Under Safe Harbor, the uncertainty is removed. A "baseline" status of the endangered species is established for the property. Population increases above the baseline-even if it is zero to begin with--do not increase the landowner's responsibility. For example, if two woodpecker family groups are present when the baseline is established and the population grows by three family groups over the next decade, the landowner is responsible only for the two family groups, not five, should he or she change land management goals.
"As more landowners learn of the flexibility that Safe Harbor Agreements provide, we are seeing more interest in these type of agreements, " said Sam D. Hamilton, Southeast Regional Director of the U.S. Fish and Wildlife Service. "Red-cockaded Woodpeckers were the genesis for the national Safe Harbor program. Today's announcement signifies a continued commitment to this innovative ecosystem management program."
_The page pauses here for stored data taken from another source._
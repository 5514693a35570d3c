//! PostgreSQL implementation of the repository traits.
//!
//! [`PgStore`] checks connections out of a `deadpool-postgres` pool and
//! opens a transaction on each; [`PgSession`] implements every repository
//! trait on top of that transaction.

mod cart;
mod catalog;
mod identity;
mod order;

use async_trait::async_trait;
use deadpool_postgres::{Object, Pool};
use tokio_postgres::Client;
use tokio_postgres::error::SqlState;
use tracing::{debug, warn};

use crate::{RepositoryError, Session, Store};

/// Store backed by a Postgres connection pool.
#[derive(Clone)]
pub struct PgStore {
    pool: Pool,
}

impl PgStore {
    pub fn new(pool: Pool) -> Self {
        Self { pool }
    }
}

#[async_trait]
impl Store for PgStore {
    async fn begin(&self) -> Result<Box<dyn Session>, RepositoryError> {
        let conn = self.pool.get().await?;
        conn.batch_execute("BEGIN").await?;
        Ok(Box::new(PgSession { conn: Some(conn) }))
    }
}

/// An open transaction on a pooled connection.
///
/// Committing returns the connection to the pool. Dropping an uncommitted
/// session issues `ROLLBACK` on a spawned task before the connection goes
/// back to the pool.
pub struct PgSession {
    conn: Option<Object>,
}

impl PgSession {
    fn db(&self) -> Result<&Client, RepositoryError> {
        match &self.conn {
            Some(conn) => {
                let client: &Client = conn;
                Ok(client)
            }
            None => Err(RepositoryError::Closed),
        }
    }
}

#[async_trait]
impl Session for PgSession {
    async fn commit(&mut self) -> Result<(), RepositoryError> {
        let conn = self.conn.take().ok_or(RepositoryError::Closed)?;
        conn.batch_execute("COMMIT").await?;
        Ok(())
    }
}

impl Drop for PgSession {
    fn drop(&mut self) {
        let Some(conn) = self.conn.take() else {
            return;
        };
        match tokio::runtime::Handle::try_current() {
            Ok(handle) => {
                handle.spawn(async move {
                    match conn.batch_execute("ROLLBACK").await {
                        Ok(()) => debug!("Session rolled back"),
                        Err(e) => warn!("Rollback failed: {}", e),
                    }
                });
            }
            Err(_) => {
                warn!("Session dropped outside of a runtime; connection discarded");
                drop(Object::take(conn));
            }
        }
    }
}

/// Maps constraint violations to [`RepositoryError::Conflict`].
pub(crate) fn constraint_error(err: tokio_postgres::Error, what: &str) -> RepositoryError {
    match err.code() {
        Some(code) if *code == SqlState::UNIQUE_VIOLATION => {
            RepositoryError::Conflict(format!("{what} already exists"))
        }
        Some(code) if *code == SqlState::FOREIGN_KEY_VIOLATION => {
            RepositoryError::Conflict(format!("{what} conflicts with related records"))
        }
        _ => RepositoryError::Db(err),
    }
}

/// Turns an affected-rows count into `NotFound` when nothing was updated.
pub(crate) fn expect_one(affected: u64) -> Result<(), RepositoryError> {
    if affected == 0 {
        Err(RepositoryError::NotFound)
    } else {
        Ok(())
    }
}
To make Safe Harbor even more attractive, GDNR has established an incentive program -- through a grant from the U.S. Fish and Wildlife Service -- to provide financial assistance to landowners who implement beneficial habitat management practices for Red-cockaded Woodpeckers.
Safe Harbor agreements in Georgia are made between a landowner and the GDNR. Although the Pebble Hill Safe Harbor Agreement is only the second such agreement in Georgia, if the trends seen elsewhere are relevant, GDNR expects to enroll many more Georgia properties soon.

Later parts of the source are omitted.